In a switching application your concern is mainly with the time it takes for a transistor to transit from saturation, through the active region, into cut-off, or vice versa. All transistors can make that transition, but some transistors do it more quickly.

In a linear application, such as an audio amplifier, you never really drive transistors into saturation, or completely into cut-off, and this transition time is of little consequence. You may be more concerned with the linearity of the transistor in its active region, where it spends 100% of its time.

Transistors can't recover instantly from saturation, because it takes time for charge carriers in the base region to vacate, and return the transistor to linear operation, or cut-off. The amount of time it takes for such recovery is a function of junction geometry and doping, and where recovery time is critical you could choose a transistor with better recovery time than others, but you could also mitigate recovery delay by simply designing the circuit in such a way that the transistor is never driven deeply into saturation.

Similarly, if the base-emitter junction is reverse biased, and the transistor is deeply into cut-off, it takes time to repopulate the base-emitter depletion region with charge, and restore it to an active-region state. Again, the solution could be to use a transistor designed to recover from this condition quickly, or simply ensure that the base-emitter junction potential difference is never permitted to become negative, or even approach zero.

So, while there are transistors designed with fast recovery in mind, for switching applications, all of them have the same saturation/active/cut-off states, and they all suffer from the same recovery issues.

In all cases it is a transistor's periphery, those components responsible for biasing and source/load impedance, which are defining whether the transistor is a switch or a linear device, not the transistor itself.
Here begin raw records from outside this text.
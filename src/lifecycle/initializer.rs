//! App Initialization Orchestrator
//!
//! Runs the startup sequence against a [`StorageManager`]:
//!
//! 1. short-circuit when already initialized
//! 2. capacity validation
//! 3. language bootstrap
//! 4. app data initialization, with optional recovery from the latest backup
//! 5. integrity check
//! 6. retention cleanup
//!
//! Steps run strictly one after another. Only an unexpected failure in step 2
//! or step 4 aborts the run; everything else is reported through the
//! warnings and errors of the [`InitializationResult`].

use serde::{Deserialize, Serialize};
use std::collections::HashMap;
use std::sync::{Arc, Mutex, MutexGuard};
use tracing::{debug, info, warn};

use super::language::LanguageBootstrap;
use crate::observability::Logger;
use crate::storage::{BackupData, StorageError, StorageErrorKind, StorageManager, StorageResult};

/// Warning returned when `initialize` runs on an initialized application
pub const ALREADY_INITIALIZED: &str = "Application already initialized";

/// Prefix of every recovery error string
pub const RECOVERY_FAILED: &str = "Data recovery failed";

/// Orchestrator state
#[derive(Debug, Clone, Copy, PartialEq, Eq, Serialize, Deserialize)]
#[serde(rename_all = "snake_case")]
pub enum InitState {
    /// No successful run yet, or reset
    Uninitialized,
    /// A run is in progress
    Initializing,
    /// The last run completed
    Initialized,
}

/// Caller-supplied toggles for one run
#[derive(Debug, Clone, Copy, PartialEq, Eq, Serialize, Deserialize)]
#[serde(default)]
pub struct InitializationOptions {
    /// Check free space before anything else
    pub validate_storage: bool,
    /// Restore the latest backup when corruption is detected
    pub restore_from_backup: bool,
    /// Apply the retention policy at the end of the run
    pub cleanup_old_data: bool,
}

impl Default for InitializationOptions {
    fn default() -> Self {
        Self {
            validate_storage: true,
            restore_from_backup: false,
            cleanup_old_data: true,
        }
    }
}

/// Outcome of one run
#[derive(Debug, Clone, Default, PartialEq, Eq, Serialize)]
pub struct InitializationResult {
    /// `false` only when a fatal step aborted the run
    pub success: bool,
    /// Failures, fatal or not
    pub errors: Vec<String>,
    /// Non-fatal conditions
    pub warnings: Vec<String>,
    /// A backup was written back during this run
    pub data_restored: bool,
}

/// Sequences application startup and shutdown over the storage subsystem
pub struct AppInitializer {
    storage: Arc<StorageManager>,
    language: Arc<dyn LanguageBootstrap>,
    logger: Option<Logger>,
    state: Mutex<InitState>,
    /// Serializes `initialize` runs
    run_lock: tokio::sync::Mutex<()>,
}

impl AppInitializer {
    /// Create an uninitialized orchestrator
    pub fn new(storage: Arc<StorageManager>, language: Arc<dyn LanguageBootstrap>) -> Self {
        Self {
            storage,
            language,
            logger: None,
            state: Mutex::new(InitState::Uninitialized),
            run_lock: tokio::sync::Mutex::new(()),
        }
    }

    /// Record runs, backups, restores and cleanups in a journal
    pub fn with_logger(mut self, logger: Logger) -> Self {
        self.logger = Some(logger);
        self
    }

    /// Storage manager the orchestrator drives
    pub fn storage(&self) -> &Arc<StorageManager> {
        &self.storage
    }

    fn lock_state(&self) -> MutexGuard<'_, InitState> {
        // State is a plain enum; a poisoned guard still holds a valid value
        self.state.lock().unwrap_or_else(|poisoned| poisoned.into_inner())
    }

    fn set_state(&self, next: InitState) {
        let mut state = self.lock_state();
        debug!("Lifecycle state {:?} -> {:?}", *state, next);
        *state = next;
    }

    /// Current state
    pub fn state(&self) -> InitState {
        *self.lock_state()
    }

    /// Whether the last run completed
    pub fn is_initialized(&self) -> bool {
        self.state() == InitState::Initialized
    }

    /// Return to `Uninitialized`; the next `initialize` runs every step again
    pub fn reset(&self) {
        self.set_state(InitState::Uninitialized);
        info!("Lifecycle reset");
    }

    /// Run the startup sequence.
    ///
    /// Concurrent calls are serialized; a caller that waited observes the
    /// state left by the previous run.
    pub async fn initialize(&self, options: InitializationOptions) -> InitializationResult {
        let _run = self.run_lock.lock().await;
        let mut result = InitializationResult::default();

        if self.is_initialized() {
            result.success = true;
            result.warnings.push(ALREADY_INITIALIZED.to_string());
            return result;
        }

        self.set_state(InitState::Initializing);
        self.journal(|logger| logger.log_run_start(&options_map(&options)));

        match self.run_steps(&options, &mut result).await {
            Ok(()) => {
                result.success = true;
                self.set_state(InitState::Initialized);
            }
            Err(e) => {
                warn!("Initialization aborted: {}", e);
                let message = format!("Initialization failed: {}", e);
                let mut context = options_map(&options);
                context.insert(
                    "kind".to_string(),
                    serde_json::Value::String(e.kind().as_str().to_string()),
                );
                self.journal(|logger| logger.log_error(&message, Some(&context)));

                result.success = false;
                result.errors.push(message);
                self.set_state(InitState::Uninitialized);
            }
        }

        self.journal(|logger| {
            logger.log_run_complete(
                result.success,
                result.data_restored,
                &result.warnings,
                &result.errors,
            )
        });
        result
    }

    async fn run_steps(
        &self,
        options: &InitializationOptions,
        result: &mut InitializationResult,
    ) -> StorageResult<()> {
        if options.validate_storage {
            match self.storage.validate_storage_space().await {
                Ok(stats) => {
                    let threshold = self.storage.config().warning_threshold_percent;
                    if stats.used_percentage() > threshold {
                        let message = format!(
                            "Storage usage at {:.1}% exceeds {:.1}%",
                            stats.used_percentage(),
                            threshold
                        );
                        self.journal(|logger| logger.log_storage_warning(&message));
                        result.warnings.push(message);
                    }
                }
                Err(e) if e.kind() == StorageErrorKind::InsufficientSpace => {
                    result
                        .warnings
                        .push(format!("Low storage space: {}", e.message()));
                }
                Err(e) => return Err(e),
            }
        }

        match self.language.initialize_language().await {
            Ok(code) => debug!("Language initialized: {}", code),
            Err(e) => result
                .errors
                .push(format!("Language initialization failed: {:#}", e)),
        }

        match self.storage.initialize_app_data().await {
            Ok(()) => {}
            Err(e) if e.kind() == StorageErrorKind::CorruptedData => {
                result
                    .warnings
                    .push(format!("Data corruption detected: {}", e.message()));
                if options.restore_from_backup {
                    self.recover(result).await;
                }
            }
            Err(e) => return Err(e),
        }

        if !self.storage.verify_data_integrity().await {
            result.warnings.push("Data integrity check failed".to_string());
        }

        if options.cleanup_old_data {
            match self.storage.cleanup_with_policy().await {
                Ok(report) => {
                    if report.deleted_backups > 0 {
                        self.journal(|logger| {
                            logger.log_cleanup(&report.deleted_keys, report.kept_backups)
                        });
                    }
                }
                Err(e) => result.warnings.push(format!("Cleanup failed: {}", e.message())),
            }
        }

        Ok(())
    }

    /// Restore the newest readable backup after corruption was detected.
    /// A relational store that is still unreadable is reset first.
    async fn recover(&self, result: &mut InitializationResult) {
        let backup = match self.storage.get_latest_backup().await {
            Ok(Some(backup)) => backup,
            Ok(None) => {
                result
                    .errors
                    .push(format!("{}: no backup available", RECOVERY_FAILED));
                self.journal(|logger| logger.log_restore(None, false, Some("no backup available")));
                return;
            }
            Err(e) => {
                result.errors.push(format!("{}: {}", RECOVERY_FAILED, e));
                return;
            }
        };

        let timestamp = backup.metadata.timestamp;
        match self.storage.recover_from_backup(&backup).await {
            Ok(()) => {
                result.data_restored = true;
                info!("Recovered data from backup {}", timestamp);
                self.journal(|logger| logger.log_restore(Some(timestamp), true, None));
            }
            Err(e) => {
                let detail = e.to_string();
                result.errors.push(format!("{}: {}", RECOVERY_FAILED, detail));
                self.journal(|logger| logger.log_restore(Some(timestamp), false, Some(&detail)));
            }
        }
    }

    /// Take one final backup; its error is returned unchanged
    pub async fn shutdown(&self) -> Result<BackupData, StorageError> {
        let backup = self.storage.create_backup().await?;
        self.journal(|logger| {
            logger.log_backup_created(
                backup.metadata.timestamp,
                backup.metadata.size,
                backup.async_storage_data.len(),
                backup.database_data.row_count(),
            )
        });
        info!("Shutdown backup {} written", backup.metadata.timestamp);
        Ok(backup)
    }

    /// Journal writes never fail the operation being recorded
    fn journal<F>(&self, write: F)
    where
        F: FnOnce(&Logger) -> anyhow::Result<()>,
    {
        if let Some(logger) = &self.logger {
            if let Err(e) = write(logger) {
                warn!("Failed to write lifecycle journal: {:#}", e);
            }
        }
    }
}

fn options_map(options: &InitializationOptions) -> HashMap<String, serde_json::Value> {
    HashMap::from([
        (
            "validate_storage".to_string(),
            serde_json::Value::Bool(options.validate_storage),
        ),
        (
            "restore_from_backup".to_string(),
            serde_json::Value::Bool(options.restore_from_backup),
        ),
        (
            "cleanup_old_data".to_string(),
            serde_json::Value::Bool(options.cleanup_old_data),
        ),
    ])
}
Here are some articles showing the transistor in two different configurations, with wildy differing bahviour, hopefully helping to show why it's not the transistor itself which is deciding its role, so much as the components around it:

Common-emitter (allaboutcircuits.com)

Common-emitter (Wikipedia)

Common-collector (allaboutcircuits.com)

Common-collector (Wikipedia)

These principles also apply to field-effect transistors (where they would be called "common drain" or "common source"). In common-collector configurations, the transistor is always operating in its active/linear region, but the common emitter approach is more suited to switching.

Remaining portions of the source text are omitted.